In describing ideal places for dying among hospice patients, Professor Ruth Tofle, an environment-Behavior researcher describes that the deathbed is where the individual exerts preferences and desires for a wide range of connectedness to their environment. Referring to places for dying as “Gerontopia,” she observes that connectedness could be manifested in many forms such as  connections to the outside world (telephone, email, Skype, favorite music, television, radio, video) ; connection to nature (windows and balconies with natural light and a view, plants, protective pets, linens air-dried outside, sunsets, snow and falling rain, garden, decades old freshly picked from family garden); connections to people (visitations from friends,  mail delivery, family routines, journal writing, singing & poetry recitals with, watching passing neighbors, watching children building snowmen from window); connections to home (being part of holiday celebrations and traditions, privacy, autonomy to do what one wants); memorabilia giving identity (acknowledgements of a rich life lived—sentimental gifts from loved ones triggering memories, hand-stitched patchwork, quilt of childhood dresses, heirloom linens, photographs of loved ones and places travelled, meaningful things); and spiritual transcendence (rainbows, candlelit meals, religious materials, burning incense).

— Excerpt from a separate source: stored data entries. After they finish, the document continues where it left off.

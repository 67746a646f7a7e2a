//! Implementation of the `tolk exists` command.

use miette::Result;
use owo_colors::{OwoColorize, Stream, Style};
use tolk::Engine;

use super::{LocaleArgs, SourceArgs};

/// Arguments for the exists command.
#[derive(Debug, clap::Args)]
pub struct ExistsArgs {
    #[command(flatten)]
    pub sources: SourceArgs,

    #[command(flatten)]
    pub locales: LocaleArgs,

    /// Translation key (e.g., menu.open)
    #[arg(long, required = true)]
    pub key: String,
}

/// Run the exists command.
///
/// Prints `true` or `false` and exits non-zero when the key is missing.
pub fn run_exists(args: ExistsArgs) -> Result<i32> {
    let store = args.locales.store();
    args.sources.load_into(&store)?;

    let exists = Engine::new(&store).key_exists(&args.key);
    let (answer, style, code) = if exists {
        ("true", Style::new().green(), exitcode::OK)
    } else {
        ("false", Style::new().red(), exitcode::DATAERR)
    };
    println!(
        "{}",
        answer.if_supports_color(Stream::Stdout, |text| text.style(style))
    );
    Ok(code)
}
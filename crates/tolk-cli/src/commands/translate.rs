//! Implementation of the `tolk translate` command.

use std::sync::Arc;

use miette::{IntoDiagnostic, Result};
use serde::Serialize;
use tolk::{
    CollectingSink, DelimiterPair, DiagnosticSink, Engine, Query, Renderer, TracingSink,
    TranslationValue, Value,
};

use super::{parse_key_val, LocaleArgs, SourceArgs};

/// Arguments for the translate command.
#[derive(Debug, clap::Args)]
pub struct TranslateArgs {
    #[command(flatten)]
    pub sources: SourceArgs,

    #[command(flatten)]
    pub locales: LocaleArgs,

    /// Translation key (e.g., menu.open)
    #[arg(long, required = true)]
    pub key: String,

    /// Text used when no locale has the key
    #[arg(long = "default")]
    pub default_value: Option<String>,

    /// Parameters in name=value format (repeatable)
    #[arg(short = 'p', long = "param", value_parser = parse_key_val)]
    pub params: Vec<(String, String)>,

    /// Count selecting a plural form
    #[arg(long)]
    pub count: Option<String>,

    /// Placeholder delimiters: a start and an end marker
    #[arg(long, num_args = 1.., value_name = "MARKER")]
    pub delimiters: Vec<String>,

    /// Exit with non-zero code if rendering reported any diagnostic
    #[arg(long)]
    pub strict: bool,

    /// Output as JSON
    #[arg(long)]
    pub json: bool,
}

/// JSON output for translate results.
#[derive(Serialize)]
pub struct TranslateResult {
    pub key: String,
    pub locale: String,
    pub value: TranslationValue,
    pub diagnostics: Vec<DiagnosticJson>,
}

/// A rendering diagnostic in JSON output.
#[derive(Serialize)]
pub struct DiagnosticJson {
    pub kind: &'static str,
    pub message: String,
}

/// Interpret a command-line string as the most specific [`Value`].
fn parse_value(raw: String) -> Value {
    if let Ok(n) = raw.parse::<i64>() {
        return Value::from(n);
    }
    match raw.parse::<f64>() {
        Ok(f) if f.is_finite() => Value::from(f),
        _ => Value::from(raw),
    }
}

/// Run the translate command.
pub fn run_translate(args: TranslateArgs) -> Result<i32> {
    let store = args.locales.store();
    args.sources.load_into(&store)?;

    let sink = Arc::new(CollectingSink::new());
    let delimiters = if args.delimiters.is_empty() {
        DelimiterPair::default()
    } else {
        DelimiterPair::from_markers(&args.delimiters, sink.as_ref())
    };
    let renderer = Renderer::builder()
        .delimiters(delimiters)
        .sink(sink.clone())
        .build();
    let engine = Engine::builder().store(&store).renderer(renderer).build();

    let query = Query::builder()
        .maybe_default_value(args.default_value)
        .replacements(
            args.params
                .into_iter()
                .map(|(name, value)| (name, parse_value(value)))
                .collect(),
        )
        .maybe_count(args.count.map(parse_value))
        .build();

    let value = engine.translate(&args.key, &query);
    let diagnostics = sink.take();
    for diagnostic in &diagnostics {
        TracingSink.report(diagnostic.clone());
    }

    if args.json {
        let output = TranslateResult {
            key: args.key,
            locale: engine.locale(),
            value,
            diagnostics: diagnostics
                .iter()
                .map(|d| DiagnosticJson {
                    kind: d.kind(),
                    message: d.to_string(),
                })
                .collect(),
        };
        println!("{}", serde_json::to_string_pretty(&output).into_diagnostic()?);
    } else {
        println!("{}", value);
    }

    if args.strict && !diagnostics.is_empty() {
        Ok(exitcode::DATAERR)
    } else {
        Ok(exitcode::OK)
    }
}
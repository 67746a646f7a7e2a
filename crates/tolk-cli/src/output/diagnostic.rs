//! Miette diagnostic wrapper for translation load errors.
//!
//! Note: This module has an exception for `unused_assignments` because miette
//! derive macros read struct fields in generated code that rustc cannot track.
#![expect(unused_assignments)]

use std::path::Path;

use miette::{Diagnostic, NamedSource, SourceSpan};
use thiserror::Error;
use tolk::LoadError;

/// A miette-compatible diagnostic for a translation file that failed to load.
///
/// JSON syntax errors point at the offending location in the file.
///
/// Note: Fields are read by miette derive macros, not directly by code.
#[derive(Debug, Error, Diagnostic)]
#[error("{message}")]
#[diagnostic(code(tolk::load))]
pub struct LoadDiagnostic {
    #[source_code]
    src: NamedSource<String>,

    #[label("error here")]
    span: Option<SourceSpan>,

    message: String,

    #[help]
    help: Option<String>,
}

impl LoadDiagnostic {
    /// Create a diagnostic from a LoadError with source context.
    pub fn new(path: &Path, content: &str, err: &LoadError) -> Self {
        let (span, help) = match err {
            LoadError::Json { source, .. } => {
                let offset = byte_offset(content, source.line(), source.column());
                (Some((offset, 1).into()), None)
            }
            LoadError::NotAnObject { .. } => (
                None,
                Some("translation files must hold a JSON object of keys".to_string()),
            ),
            LoadError::Io { .. } => (None, None),
        };

        LoadDiagnostic {
            src: NamedSource::new(path.display().to_string(), content.to_string()),
            span,
            message: err.to_string(),
            help,
        }
    }
}

/// Convert a 1-based line:column to a byte offset into `content`.
///
/// Line terminators count in full, so `\r\n` files keep their alignment.
/// The result is clamped to the content length, which miette requires.
fn byte_offset(content: &str, line: usize, column: usize) -> usize {
    let offset = content
        .split_inclusive('\n')
        .take(line.saturating_sub(1))
        .map(str::len)
        .sum::<usize>()
        + column.saturating_sub(1);
    offset.min(content.len())
}

#[cfg(test)]
mod tests {
    use super::*;
    use tolk::MemoryStore;

    #[test]
    fn json_error_points_into_source() {
        let content = "{\n  \"a\": \"b\",\n  oops\n}";
        let err = MemoryStore::default()
            .load_locale_str("en", content)
            .unwrap_err();

        let diagnostic = LoadDiagnostic::new(Path::new("en.json"), content, &err);
        let span = diagnostic.span.unwrap();
        let line_start = content.find("  oops").unwrap();
        assert!((line_start..line_start + 7).contains(&span.offset()));
        assert!(diagnostic.message.contains("'en'"));
    }

    #[test]
    fn offsets_count_crlf_line_endings() {
        let content = "ab\r\ncd\r\nef";
        assert_eq!(byte_offset(content, 3, 1), 8);
        assert_eq!(&content[byte_offset(content, 2, 2)..][..1], "d");
        assert_eq!(byte_offset(content, 9, 9), content.len());
    }

    #[test]
    fn json_error_in_crlf_file_points_into_source() {
        let content = "{\r\n  \"a\": \"b\",\r\n  oops\r\n}";
        let err = MemoryStore::default()
            .load_locale_str("en", content)
            .unwrap_err();

        let diagnostic = LoadDiagnostic::new(Path::new("en.json"), content, &err);
        let span = diagnostic.span.unwrap();
        let line_start = content.find("  oops").unwrap();
        assert!((line_start..line_start + 6).contains(&span.offset()));
    }
}
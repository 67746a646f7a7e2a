//! CLI command implementations.

mod coverage;
mod exists;
mod translate;

use std::fs::read_to_string;
use std::path::{Path, PathBuf};

use miette::{miette, Result};
use tolk::{LoadError, MemoryStore};
use tracing::debug;

use crate::output::LoadDiagnostic;

pub use coverage::{run_coverage, CoverageArgs};
pub use exists::{run_exists, ExistsArgs};
pub use translate::{run_translate, TranslateArgs};

/// Where translations are read from.
#[derive(Debug, clap::Args)]
pub struct SourceArgs {
    /// Bundle files shaped { "<locale>": { "<key>": ... } } (repeatable)
    #[arg(short, long = "file", value_name = "PATH")]
    pub files: Vec<PathBuf>,

    /// Single-locale translation files (repeatable)
    #[arg(long = "locale-file", value_name = "LOCALE=PATH", value_parser = parse_locale_file)]
    pub locale_files: Vec<(String, PathBuf)>,
}

/// Current and fallback locale selection.
#[derive(Debug, clap::Args)]
pub struct LocaleArgs {
    /// Current locale (e.g., en, de-CH)
    #[arg(long, env = "TOLK_LOCALE", default_value = "en")]
    pub locale: String,

    /// Fallback locale consulted when the current locale lacks a key
    #[arg(long, env = "TOLK_FALLBACK")]
    pub fallback: Option<String>,
}

impl SourceArgs {
    /// Load every bundle, then every single-locale file, into `store`.
    pub fn load_into(&self, store: &MemoryStore) -> Result<()> {
        if self.files.is_empty() && self.locale_files.is_empty() {
            return Err(miette!(
                "no translations given: pass --file or --locale-file LOCALE=PATH"
            ));
        }
        for path in &self.files {
            let content = read(path)?;
            let locales = store
                .load_bundle_str(&content)
                .map_err(|e| LoadDiagnostic::new(path, &content, &e))?;
            debug!(path = %path.display(), locales, "loaded bundle");
        }
        for (locale, path) in &self.locale_files {
            let content = read(path)?;
            store
                .load_locale_str(locale.as_str(), &content)
                .map_err(|e| LoadDiagnostic::new(path, &content, &e))?;
        }
        Ok(())
    }
}

impl LocaleArgs {
    /// An empty store configured with these locales.
    pub fn store(&self) -> MemoryStore {
        MemoryStore::builder()
            .locale(self.locale.as_str())
            .maybe_fallback(self.fallback.as_deref())
            .build()
    }
}

fn read(path: &Path) -> Result<String> {
    read_to_string(path).map_err(|source| {
        let error = LoadError::Io {
            path: path.to_path_buf(),
            source,
        };
        LoadDiagnostic::new(path, "", &error).into()
    })
}

/// Parse a `LOCALE=PATH` argument.
fn parse_locale_file(s: &str) -> Result<(String, PathBuf), String> {
    match s.split_once('=') {
        Some((locale, path)) if !locale.is_empty() && !path.is_empty() => {
            Ok((locale.to_string(), PathBuf::from(path)))
        }
        _ => Err(format!(
            "invalid locale file '{}': expected LOCALE=PATH",
            s
        )),
    }
}

/// Parse a `name=value` parameter string.
fn parse_key_val(s: &str) -> Result<(String, String), String> {
    let pos = s
        .find('=')
        .ok_or_else(|| format!("invalid parameter format '{}': expected name=value", s))?;
    Ok((s[..pos].to_string(), s[pos + 1..].to_string()))
}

While such architectural and behavioral factors can certainly improve the quality of end-of-life, the urgency of pandemic has care-givers and doctors appeal for shift in paradigm in how we view hospital care. One proposed model is to move away from a patient-centered model and adopt a community-centered model and continuity of care.  Facing the pandemic more strategically at a community level reduces hospitals being overwhelmed and avoiding many of the pitfalls that helps create ethical dilemmas of end-of-life care. These models rightly observe that pandemic solutions are required for the entire population, not only for hospitals, and one needs to look at the whole system of continuity between health and disease, cure and well-being, community and hospitals and life and death.